To better prepare for potential threats, and after receiving funding, Littleton Public Schools decided to improve its security efforts. Guy Grace, security director at Littleton Public Schools, spearheaded the security initiative, using the tiered guidelines offered by Partner Alliance for Safer Schools (PASS) K-12 to make decisions about security technology improvements based on each school’s individual risk assessment and CPTED score. The new, district-wide security system oversees and coordinates security for 28 school and administrative buildings.
In May, to see the PASS guidelines in action, the PASS K-12 Steering Committee visited with Grace, who is also a PASS K-12 Steering Committee member. Step by step, he walked us through the ways that Littleton Public Schools has implemented the PASS Safety and Security Guidelines for K-12 Schools. As a result of the district’s efforts, it has earned a reputation for having one of the best safety and security protocols of any school district in the country.
There’s no doubt that this district is making the best possible use of the free PASS guidelines; during our visit, Grace described the guidelines as “empowerment” for him and his team as they make security changes and improvements.
We got an inside look at Littleton Public Schools’ security operations center, where Grace and his staff can watch real-time video displayed across 16 screens. From any camera, the team can call up the view they desire at any time. They can also verify which building doors are locked (or unlocked), communicate with individual (or all) schools and law enforcement officials, view access control information, and initiate a lockdown. The information accessible in the security operations center can also be accessed by first responders and school staff on mobile devices.

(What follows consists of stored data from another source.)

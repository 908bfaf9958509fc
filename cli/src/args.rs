use std::path::PathBuf;

use clap::{Args, Parser, Subcommand};

use germain_types::GrammarFlags;

/// Upper bound of the lab enumeration when `--limit` is not given.
pub const DEFAULT_LAB_LIMIT: i64 = 10_000;

#[derive(Parser, Debug)]
#[command(
    name = "germain",
    version,
    about = "Sophie Germain chain laboratory: grammar-driven generation and comparative analysis"
)]
pub struct Cli {
    #[arg(long, global = true, help = "Output machine-readable JSON")]
    pub json: bool,
    #[arg(
        long,
        global = true,
        value_name = "PATH",
        help = "Config file (default: ~/.germain/config.toml)"
    )]
    pub config: Option<PathBuf>,
    #[arg(long, global = true, help = "RNG seed, for reproducible runs")]
    pub seed: Option<u64>,
    #[command(subcommand)]
    pub command: Commands,
}

#[derive(Subcommand, Debug)]
pub enum Commands {
    /// Generate a grammar-constrained chain
    Chain(RunArgs),
    /// Derive safe primes 2p+1 from a grammar chain
    Safe(RunArgs),
    /// Sample in-class Sophie Germain primes without grammar
    Baseline {
        #[command(flatten)]
        range: RangeArgs,
        #[arg(long)]
        count: Option<usize>,
    },
    /// Chain, baseline and safe primes, then the comparative report
    Compare {
        #[command(flatten)]
        run: RunArgs,
        #[arg(long)]
        safe_count: Option<usize>,
    },
    /// Recommended maximum chain length for a range
    Recommend {
        #[command(flatten)]
        range: RangeArgs,
        #[command(flatten)]
        grammar: GrammarArgs,
    },
    /// Enumerate Sophie Germain primes up to a limit and analyse family transitions
    Lab {
        #[arg(long, default_value_t = DEFAULT_LAB_LIMIT)]
        limit: i64,
    },
}

#[derive(Args, Debug, Clone, Copy, Default)]
pub struct RangeArgs {
    /// Lower bound of the search range (inclusive)
    #[arg(long)]
    pub start: Option<i64>,
    /// Upper bound of the search range (inclusive)
    #[arg(long)]
    pub end: Option<i64>,
}

#[derive(Args, Debug, Clone, Copy, Default)]
pub struct GrammarArgs {
    /// Disable G1 (common-gap alphabet)
    #[arg(long)]
    pub no_g1: bool,
    /// Disable G2 (bigram transitions)
    #[arg(long)]
    pub no_g2: bool,
    /// Disable G3 (anomalies and excursions)
    #[arg(long)]
    pub no_g3: bool,
}

impl GrammarArgs {
    /// Switch off the layers named on the command line.
    #[must_use]
    pub fn apply(self, flags: GrammarFlags) -> GrammarFlags {
        GrammarFlags {
            g1: flags.g1 && !self.no_g1,
            g2: flags.g2 && !self.no_g2,
            g3: flags.g3 && !self.no_g3,
        }
    }
}

#[derive(Args, Debug, Clone, Copy, Default)]
pub struct RunArgs {
    #[command(flatten)]
    pub range: RangeArgs,
    /// Number of elements to generate
    #[arg(long)]
    pub count: Option<usize>,
    #[command(flatten)]
    pub grammar: GrammarArgs,
    /// Wall-clock budget per generation call
    #[arg(long, value_name = "SECONDS")]
    pub budget: Option<f64>,
    /// Run even when the count exceeds the recommendation
    #[arg(long)]
    pub force: bool,
}
//! Comparative statistics between a grammar chain, a random baseline and the
//! safe-prime set derived from the grammar.
//!
//! Everything here is a pure function of its inputs.

use std::collections::{BTreeSet, HashMap};
use std::hash::Hash;

use serde::Serialize;

use germain_types::{Chain, SafePrimeSet};

use crate::transitions::{TransitionAnalysis, analyze_transitions, transition_rows};

/// Motifs listed per chain in a [`ComparisonReport`].
pub const REPORT_TOP_MOTIFS: usize = 5;

/// Arithmetic mean, NaN for an empty slice.
#[must_use]
pub fn mean(values: &[i64]) -> f64 {
    if values.is_empty() {
        return f64::NAN;
    }
    values.iter().map(|&v| v as f64).sum::<f64>() / values.len() as f64
}

/// Mean of floats, `None` for an empty slice.
#[must_use]
pub(crate) fn mean_f64(values: &[f64]) -> Option<f64> {
    if values.is_empty() {
        return None;
    }
    Some(values.iter().sum::<f64>() / values.len() as f64)
}

/// A value and how often it occurred.
#[derive(Debug, Clone, PartialEq, Eq, Serialize)]
pub struct Ranked<T> {
    pub value: T,
    pub count: usize,
}

/// Count occurrences and rank by descending count. Ties keep first-encounter order.
pub fn rank_by_frequency<T, I>(items: I) -> Vec<Ranked<T>>
where
    T: Eq + Hash + Clone,
    I: IntoIterator<Item = T>,
{
    let mut slots: HashMap<T, usize> = HashMap::new();
    let mut ranked: Vec<Ranked<T>> = Vec::new();
    for item in items {
        if let Some(&slot) = slots.get(&item) {
            ranked[slot].count += 1;
        } else {
            slots.insert(item.clone(), ranked.len());
            ranked.push(Ranked {
                value: item,
                count: 1,
            });
        }
    }
    // stable: equal counts stay in encounter order
    ranked.sort_by(|a, b| b.count.cmp(&a.count));
    ranked
}

/// Frequency table of gap n-grams.
#[derive(Debug, Clone, Default, PartialEq, Eq, Serialize)]
#[serde(transparent)]
pub struct MotifTable {
    ranked: Vec<Ranked<Vec<i64>>>,
}

impl MotifTable {
    /// Count every window of `width` consecutive values.
    #[must_use]
    pub fn from_windows(values: &[i64], width: usize) -> Self {
        if width == 0 {
            return Self::default();
        }
        Self::from_motifs(values.windows(width).map(<[i64]>::to_vec))
    }

    #[must_use]
    pub fn from_motifs<I: IntoIterator<Item = Vec<i64>>>(motifs: I) -> Self {
        Self {
            ranked: rank_by_frequency(motifs),
        }
    }

    #[must_use]
    pub fn top(&self, n: usize) -> &[Ranked<Vec<i64>>] {
        &self.ranked[..n.min(self.ranked.len())]
    }

    #[must_use]
    pub fn most_frequent(&self) -> Option<&Ranked<Vec<i64>>> {
        self.ranked.first()
    }

    #[must_use]
    pub fn count_of(&self, motif: &[i64]) -> usize {
        self.ranked
            .iter()
            .find(|entry| entry.value == motif)
            .map_or(0, |entry| entry.count)
    }

    #[must_use]
    pub fn len(&self) -> usize {
        self.ranked.len()
    }

    #[must_use]
    pub fn is_empty(&self) -> bool {
        self.ranked.is_empty()
    }
}

/// Primes of the grammar chain without a derived safe prime, and sources of
/// the safe set that the grammar chain does not contain. Both sorted.
#[derive(Debug, Clone, Default, PartialEq, Eq, Serialize)]
pub struct SetDifference {
    pub grammar_only: Vec<i64>,
    pub safe_only: Vec<i64>,
}

impl SetDifference {
    #[must_use]
    pub fn between(grammar: &[i64], safe_sources: &[i64]) -> Self {
        let grammar: BTreeSet<i64> = grammar.iter().copied().collect();
        let sources: BTreeSet<i64> = safe_sources.iter().copied().collect();
        Self {
            grammar_only: grammar.difference(&sources).copied().collect(),
            safe_only: sources.difference(&grammar).copied().collect(),
        }
    }

    #[must_use]
    pub fn is_empty(&self) -> bool {
        self.grammar_only.is_empty() && self.safe_only.is_empty()
    }
}

#[derive(Debug, Clone, PartialEq, Serialize)]
pub struct ChainSummary {
    pub len: usize,
    /// NaN (JSON `null`) without gaps.
    pub mean_gap: f64,
    pub top_bigrams: Vec<Ranked<Vec<i64>>>,
    pub top_trigrams: Vec<Ranked<Vec<i64>>>,
}

impl ChainSummary {
    #[must_use]
    pub fn of(chain: &Chain, top: usize) -> Self {
        Self {
            len: chain.len(),
            mean_gap: mean(chain.gaps()),
            top_bigrams: MotifTable::from_windows(chain.gaps(), 2).top(top).to_vec(),
            top_trigrams: MotifTable::from_windows(chain.gaps(), 3).top(top).to_vec(),
        }
    }
}

#[derive(Debug, Clone, PartialEq, Serialize)]
pub struct ComparisonReport {
    pub grammar: ChainSummary,
    pub baseline: ChainSummary,
    pub safe_primes: usize,
    pub differences: SetDifference,
    pub transitions: TransitionAnalysis,
}

/// Compare a grammar chain with its random baseline and derived safe primes.
#[must_use]
pub fn analyze(grammar: &Chain, baseline: &Chain, safe: &SafePrimeSet) -> ComparisonReport {
    ComparisonReport {
        grammar: ChainSummary::of(grammar, REPORT_TOP_MOTIFS),
        baseline: ChainSummary::of(baseline, REPORT_TOP_MOTIFS),
        safe_primes: safe.len(),
        differences: SetDifference::between(grammar.primes(), &safe.source_primes()),
        transitions: analyze_transitions(&transition_rows(grammar.primes())),
    }
}
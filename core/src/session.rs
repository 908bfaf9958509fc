//! Session context: the rule tables and primality cache shared by every call.

use rand::Rng;

use germain_types::{
    Chain, GenerationParams, GrammarFlags, SafePrimeSet, SearchRange, TransitionRow,
};

use crate::analysis::{ComparisonReport, analyze};
use crate::baseline::sample_baseline;
use crate::feasibility::recommended_max;
use crate::generator::generate_chain;
use crate::grammar::RuleSet;
use crate::hooks::ProgressHooks;
use crate::oracle::{CacheStats, PrimalityCache, enumerate_sophie_germain};
use crate::safe_primes::derive_safe_primes;
use crate::transitions::{TransitionAnalysis, analyze_transitions, transition_rows};

/// Owns the grammar and the primality cache for a run of the laboratory.
///
/// `Session` is `Sync`: generators on several threads may share one and its cache.
#[derive(Debug, Default)]
pub struct Session {
    rules: RuleSet,
    cache: PrimalityCache,
}

impl Session {
    #[must_use]
    pub fn new(rules: RuleSet) -> Self {
        Self {
            rules,
            cache: PrimalityCache::new(),
        }
    }

    #[must_use]
    pub fn rules(&self) -> &RuleSet {
        &self.rules
    }

    #[must_use]
    pub fn oracle(&self) -> &PrimalityCache {
        &self.cache
    }

    #[must_use]
    pub fn cache_stats(&self) -> CacheStats {
        self.cache.stats()
    }

    pub fn generate_chain<R, H>(&self, params: &GenerationParams, rng: &mut R, hooks: &mut H) -> Chain
    where
        R: Rng + ?Sized,
        H: ProgressHooks + ?Sized,
    {
        generate_chain(params, &self.rules, &self.cache, rng, hooks)
    }

    pub fn generate_safe_primes<R, H>(
        &self,
        params: &GenerationParams,
        rng: &mut R,
        hooks: &mut H,
    ) -> SafePrimeSet
    where
        R: Rng + ?Sized,
        H: ProgressHooks + ?Sized,
    {
        derive_safe_primes(params, &self.rules, &self.cache, rng, hooks)
    }

    pub fn generate_baseline<R: Rng + ?Sized>(
        &self,
        range: &SearchRange,
        count: usize,
        rng: &mut R,
    ) -> Chain {
        sample_baseline(range, count, &self.cache, rng)
    }

    #[must_use]
    pub fn analyze(&self, grammar: &Chain, baseline: &Chain, safe: &SafePrimeSet) -> ComparisonReport {
        analyze(grammar, baseline, safe)
    }

    #[must_use]
    pub fn recommended_max(&self, interval: i64, flags: GrammarFlags) -> u64 {
        recommended_max(interval, flags)
    }

    #[must_use]
    pub fn enumerate_sophie_germain(&self, range: &SearchRange) -> Vec<i64> {
        enumerate_sophie_germain(&self.cache, range)
    }

    #[must_use]
    pub fn transition_rows(&self, primes: &[i64]) -> Vec<TransitionRow> {
        transition_rows(primes)
    }

    #[must_use]
    pub fn analyze_transitions(&self, rows: &[TransitionRow]) -> TransitionAnalysis {
        analyze_transitions(rows)
    }
}

#[cfg(test)]
mod tests {
    use std::sync::Arc;
    use std::thread;

    use rand::SeedableRng;
    use rand::rngs::StdRng;

    use super::*;
    use crate::hooks::NoHooks;

    #[test]
    fn session_is_shareable_across_threads() {
        let session = Arc::new(Session::default());
        let handles: Vec<_> = (0..4)
            .map(|seed| {
                let session = Arc::clone(&session);
                thread::spawn(move || {
                    let mut rng = StdRng::seed_from_u64(seed);
                    session.generate_baseline(&SearchRange::new(0, 20_000), 5, &mut rng)
                })
            })
            .collect();

        for handle in handles {
            let chain = handle.join().unwrap();
            assert!(chain.len() <= 5);
        }
        assert!(session.cache_stats().entries > 0);
    }

    #[test]
    fn cache_is_shared_between_calls() {
        let session = Session::default();
        let params = GenerationParams::new(SearchRange::new(0, 20_000), 3);
        let mut rng = StdRng::seed_from_u64(42);
        let _ = session.generate_chain(&params, &mut rng, &mut NoHooks);
        let misses = session.cache_stats().misses;

        let mut rng = StdRng::seed_from_u64(42);
        let _ = session.generate_chain(&params, &mut rng, &mut NoHooks);
        assert_eq!(session.cache_stats().misses, misses);
    }
}
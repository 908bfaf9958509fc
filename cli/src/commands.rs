//! Subcommand execution: merge configuration and flags, run the core, render.

use anyhow::{Result, bail};
use rand::rngs::StdRng;
use serde::Serialize;

use germain_config::GermainConfig;
use germain_core::{
    ComparisonReport, Feasibility, Session, TracingHooks, TransitionAnalysis, check_feasibility,
};
use germain_types::{Budget, Chain, GenerationParams, GrammarFlags, SafePrimeSet, SearchRange};

use crate::args::{RangeArgs, RunArgs};
use crate::render;

/// First value the lab enumeration starts from.
pub const LAB_START: i64 = 11;

pub struct Context {
    pub config: GermainConfig,
    pub session: Session,
    pub rng: StdRng,
    pub seed: u64,
    pub json: bool,
}

impl Context {
    fn range(&self, args: RangeArgs) -> SearchRange {
        let configured = self.config.range();
        SearchRange::new(
            args.start.unwrap_or(configured.start),
            args.end.unwrap_or(configured.end),
        )
    }

    fn params(&self, run: &RunArgs, count: usize) -> GenerationParams {
        let budget = run
            .budget
            .map_or_else(|| self.config.budget(), Budget::from_secs_f64);
        GenerationParams::new(self.range(run.range), count)
            .with_flags(run.grammar.apply(self.config.flags()))
            .with_budget(budget)
    }
}

fn ensure_feasible(feasibility: Feasibility, force: bool) -> Result<()> {
    let Feasibility::ExceedsRecommendation {
        requested,
        recommended,
        what,
    } = feasibility
    else {
        return Ok(());
    };

    tracing::warn!(
        requested,
        recommended,
        what,
        "Requested count exceeds the recommendation for this range"
    );
    if !force {
        bail!(
            "{requested} {what} requested but about {recommended} are feasible in this range; \
             widen the range, lower the count or pass --force"
        );
    }
    Ok(())
}

#[derive(Serialize)]
struct ChainOutput<'a> {
    seed: u64,
    range: SearchRange,
    flags: GrammarFlags,
    chain: &'a Chain,
}

#[derive(Serialize)]
struct SafeOutput<'a> {
    seed: u64,
    range: SearchRange,
    flags: GrammarFlags,
    pairs: &'a SafePrimeSet,
}

#[derive(Serialize)]
struct CompareOutput<'a> {
    seed: u64,
    range: SearchRange,
    flags: GrammarFlags,
    grammar: &'a Chain,
    baseline: &'a Chain,
    safe: &'a SafePrimeSet,
    report: &'a ComparisonReport,
}

#[derive(Serialize)]
struct RecommendOutput {
    range: SearchRange,
    interval: i64,
    flags: GrammarFlags,
    recommended: u64,
}

#[derive(Serialize)]
struct LabOutput<'a> {
    range: SearchRange,
    primes: usize,
    analysis: &'a TransitionAnalysis,
}

pub fn chain(ctx: &mut Context, run: &RunArgs) -> Result<()> {
    let params = ctx.params(run, run.count.unwrap_or_else(|| ctx.config.count()));
    ensure_feasible(
        check_feasibility(params.range.interval(), params.flags, params.target_count, 0),
        run.force,
    )?;

    let chain = ctx
        .session
        .generate_chain(&params, &mut ctx.rng, &mut TracingHooks);
    let output = ChainOutput {
        seed: ctx.seed,
        range: params.range,
        flags: params.flags,
        chain: &chain,
    };
    render::print_one(ctx.json, &output, |out| {
        render::chain(out.chain, &params, out.seed)
    })
}

pub fn safe(ctx: &mut Context, run: &RunArgs) -> Result<()> {
    let params = ctx.params(run, run.count.unwrap_or_else(|| ctx.config.safe_count()));
    ensure_feasible(
        check_feasibility(params.range.interval(), params.flags, 0, params.target_count),
        run.force,
    )?;

    let set = ctx
        .session
        .generate_safe_primes(&params, &mut ctx.rng, &mut TracingHooks);
    let output = SafeOutput {
        seed: ctx.seed,
        range: params.range,
        flags: params.flags,
        pairs: &set,
    };
    render::print_one(ctx.json, &output, |out| {
        render::safe_primes(out.pairs, &params, out.seed)
    })
}

pub fn baseline(ctx: &mut Context, range: RangeArgs, count: Option<usize>) -> Result<()> {
    let range = ctx.range(range);
    let count = count.unwrap_or_else(|| ctx.config.count());

    let chain = ctx.session.generate_baseline(&range, count, &mut ctx.rng);
    let output = ChainOutput {
        seed: ctx.seed,
        range,
        flags: GrammarFlags::NONE,
        chain: &chain,
    };
    render::print_one(ctx.json, &output, |out| {
        render::baseline(out.chain, &range, count, out.seed)
    })
}

pub fn compare(ctx: &mut Context, run: &RunArgs, safe_count: Option<usize>) -> Result<()> {
    let params = ctx.params(run, run.count.unwrap_or_else(|| ctx.config.count()));
    let safe_count = safe_count.unwrap_or_else(|| ctx.config.safe_count());
    ensure_feasible(
        check_feasibility(
            params.range.interval(),
            params.flags,
            params.target_count,
            safe_count,
        ),
        run.force,
    )?;

    let grammar = ctx
        .session
        .generate_chain(&params, &mut ctx.rng, &mut TracingHooks);
    // The baseline is sized to what the grammar actually produced.
    let baseline = ctx
        .session
        .generate_baseline(&params.range, grammar.len(), &mut ctx.rng);
    let safe_params = GenerationParams {
        target_count: safe_count,
        ..params
    };
    let safe = ctx
        .session
        .generate_safe_primes(&safe_params, &mut ctx.rng, &mut TracingHooks);
    let report = ctx.session.analyze(&grammar, &baseline, &safe);

    let output = CompareOutput {
        seed: ctx.seed,
        range: params.range,
        flags: params.flags,
        grammar: &grammar,
        baseline: &baseline,
        safe: &safe,
        report: &report,
    };
    render::print_one(ctx.json, &output, |out| render::report(out.report))
}

pub fn recommend(ctx: &Context, range: RangeArgs, flags: GrammarFlags) -> Result<()> {
    let range = ctx.range(range);
    let output = RecommendOutput {
        range,
        interval: range.interval(),
        flags,
        recommended: ctx.session.recommended_max(range.interval(), flags),
    };
    render::print_one(ctx.json, &output, |out| {
        format!(
            "Range [{}, {}] with {}: at most ~{} elements recommended\n",
            out.range.start, out.range.end, out.flags, out.recommended
        )
    })
}

pub fn lab(ctx: &Context, limit: i64) -> Result<()> {
    let range = SearchRange::new(LAB_START, limit);
    let primes = ctx.session.enumerate_sophie_germain(&range);
    tracing::info!(limit, found = primes.len(), "Sophie Germain enumeration finished");

    let rows = ctx.session.transition_rows(&primes);
    let analysis = ctx.session.analyze_transitions(&rows);
    let output = LabOutput {
        range,
        primes: primes.len(),
        analysis: &analysis,
    };
    render::print_one(ctx.json, &output, |out| {
        render::lab(&out.range, &primes, out.analysis)
    })
}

We visited with school office staff, who showed us how building entry now requires an access control card, how video cameras help ensure that only authorized personnel enter, and how the mass notification system works.
Then, Grace took us to one of the district’s elementary schools, where a lockdown drill was conducted so we could see it in action. Because of the plans and protocols recommended by the PASS guidelines, there was no excess panic or stress placed on the children involved.
This visit was a testament to the difference that planning, preparation, and PASS guidelines can make when it comes to school security. To learn more, visit www.passk12.org.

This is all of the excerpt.